### ABOUT THIS TASK
Repeat the entries exactly. Leave nothing out.

START DATA

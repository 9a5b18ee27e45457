// src/tokenizer.rs
//
// Heuristic token estimation. The pipeline consults this as an oracle for
// queue accounting and synthesised usage blocks; exact counts come from
// upstream usage fields when present.

use crate::dialect::ApiDialect;
use serde_json::Value;

/// Rough characters-per-token ratio for GPT-style BPE vocabularies.
const OPENAI_CHARS_PER_TOKEN: f64 = 4.0;

/// Claude's vocabulary runs slightly denser on English prose.
const ANTHROPIC_CHARS_PER_TOKEN: f64 = 3.5;

/// Per-message framing overhead in chat transcripts.
const MESSAGE_OVERHEAD_TOKENS: usize = 4;

fn estimate(text: &str, chars_per_token: f64) -> usize {
    if text.is_empty() {
        return 0;
    }
    let by_chars = (text.chars().count() as f64 / chars_per_token).ceil() as usize;
    // Whitespace-separated words put a floor under pathological inputs like
    // long runs of single-character words.
    let by_words = text.split_whitespace().count();
    by_chars.max(by_words)
}

pub fn estimate_tokens_openai(text: &str) -> usize {
    estimate(text, OPENAI_CHARS_PER_TOKEN)
}

pub fn estimate_tokens_anthropic(text: &str) -> usize {
    estimate(text, ANTHROPIC_CHARS_PER_TOKEN)
}

/// Estimate the prompt cost of a validated inbound body.
pub fn estimate_prompt_tokens(dialect: ApiDialect, body: &Value) -> usize {
    let chars_per_token = match dialect {
        ApiDialect::AnthropicText | ApiDialect::AnthropicChat => ANTHROPIC_CHARS_PER_TOKEN,
        _ => OPENAI_CHARS_PER_TOKEN,
    };

    if let Some(messages) = body.get("messages").and_then(Value::as_array) {
        return messages
            .iter()
            .filter_map(|m| m.get("content").and_then(Value::as_str))
            .map(|content| estimate(content, chars_per_token) + MESSAGE_OVERHEAD_TOKENS)
            .sum();
    }
    if let Some(prompt) = body.get("prompt").and_then(Value::as_str) {
        return estimate(prompt, chars_per_token);
    }
    0
}

#[cfg(test)]
mod tests {
    use super::*;
    use serde_json::json;

    #[test]
    fn empty_text_costs_nothing() {
        assert_eq!(estimate_tokens_openai(""), 0);
    }

    #[test]
    fn prose_estimate_tracks_length() {
        let short = estimate_tokens_openai("hello world");
        let long = estimate_tokens_openai(&"hello world ".repeat(100));
        assert!(short >= 2);
        assert!(long > short * 50);
    }

    #[test]
    fn chat_bodies_count_every_message() {
        let body = json!({
            "messages": [
                {"role": "user", "content": "first question here"},
                {"role": "assistant", "content": "an answer"},
            ],
        });
        let cost = estimate_prompt_tokens(ApiDialect::OpenAi, &body);
        assert!(cost >= 2 * MESSAGE_OVERHEAD_TOKENS);
    }

    #[test]
    fn text_bodies_use_the_prompt_field() {
        let body = json!({"prompt": "\n\nHuman: hi\n\nAssistant:"});
        assert!(estimate_prompt_tokens(ApiDialect::AnthropicText, &body) > 0);
    }
}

END DATA

### ANSWER BOX
repository 9a5b18ee27e45457
// src/tokenizer.rs
//
// Heuristic token estimation. The pipeline consults this as an oracle for
// queue accounting and synthesised usage blocks; exact counts come from
// upstream usage fields when present.

use crate::dialect::ApiDialect;
use serde_json::Value;

/// Rough characters-per-token ratio for GPT-style BPE vocabularies.
const OPENAI_CHARS_PER_TOKEN: f64 = 4.0;

/// Claude's vocabulary runs slightly denser on English prose.
const ANTHROPIC_CHARS_PER_TOKEN: f64 = 3.5;

/// Per-message framing overhead in chat transcripts.
const MESSAGE_OVERHEAD_TOKENS: usize = 4;

fn estimate(text: &str, chars_per_token: f64) -> usize {
    if text.is_empty() {
        return 0;
    }
    let by_chars = (text.chars().count() as f64 / chars_per_token).ceil() as usize;
    // Whitespace-separated words put a floor under pathological inputs like
    // long runs of single-character words.
    let by_words = text.split_whitespace().count();
    by_chars.max(by_words)
}

pub fn estimate_tokens_openai(text: &str) -> usize {
    estimate(text, OPENAI_CHARS_PER_TOKEN)
}

pub fn estimate_tokens_anthropic(text: &str) -> usize {
    estimate(text, ANTHROPIC_CHARS_PER_TOKEN)
}

/// Estimate the prompt cost of a validated inbound body.
pub fn estimate_prompt_tokens(dialect: ApiDialect, body: &Value) -> usize {
    let chars_per_token = match dialect {
        ApiDialect::AnthropicText | ApiDialect::AnthropicChat => ANTHROPIC_CHARS_PER_TOKEN,
        _ => OPENAI_CHARS_PER_TOKEN,
    };

    if let Some(messages) = body.get("messages").and_then(Value::as_array) {
        return messages
            .iter()
            .filter_map(|m| m.get("content").and_then(Value::as_str))
            .map(|content| estimate(content, chars_per_token) + MESSAGE_OVERHEAD_TOKENS)
            .sum();
    }
    if let Some(prompt) = body.get("prompt").and_then(Value::as_str) {
        return estimate(prompt, chars_per_token);
    }
    0
}

#[cfg(test)]
mod tests {
    use super::*;
    use serde_json::json;

    #[test]
    fn empty_text_costs_nothing() {
        assert_eq!(estimate_tokens_openai(""), 0);
    }

    #[test]
    fn prose_estimate_tracks_length() {
        let short = estimate_tokens_openai("hello world");
        let long = estimate_tokens_openai(&"hello world ".repeat(100));
        assert!(short >= 2);
        assert!(long > short * 50);
    }

    #[test]
    fn chat_bodies_count_every_message() {
        let body = json!({
            "messages": [
                {"role": "user", "content": "first question here"},
                {"role": "assistant", "content": "an answer"},
            ],
        });
        let cost = estimate_prompt_tokens(ApiDialect::OpenAi, &body);
        assert!(cost >= 2 * MESSAGE_OVERHEAD_TOKENS);
    }

    #[test]
    fn text_bodies_use_the_prompt_field() {
        let body = json!({"prompt": "\n\nHuman: hi\n\nAssistant:"});
        assert!(estimate_prompt_tokens(ApiDialect::AnthropicText, &body) > 0);
    }
}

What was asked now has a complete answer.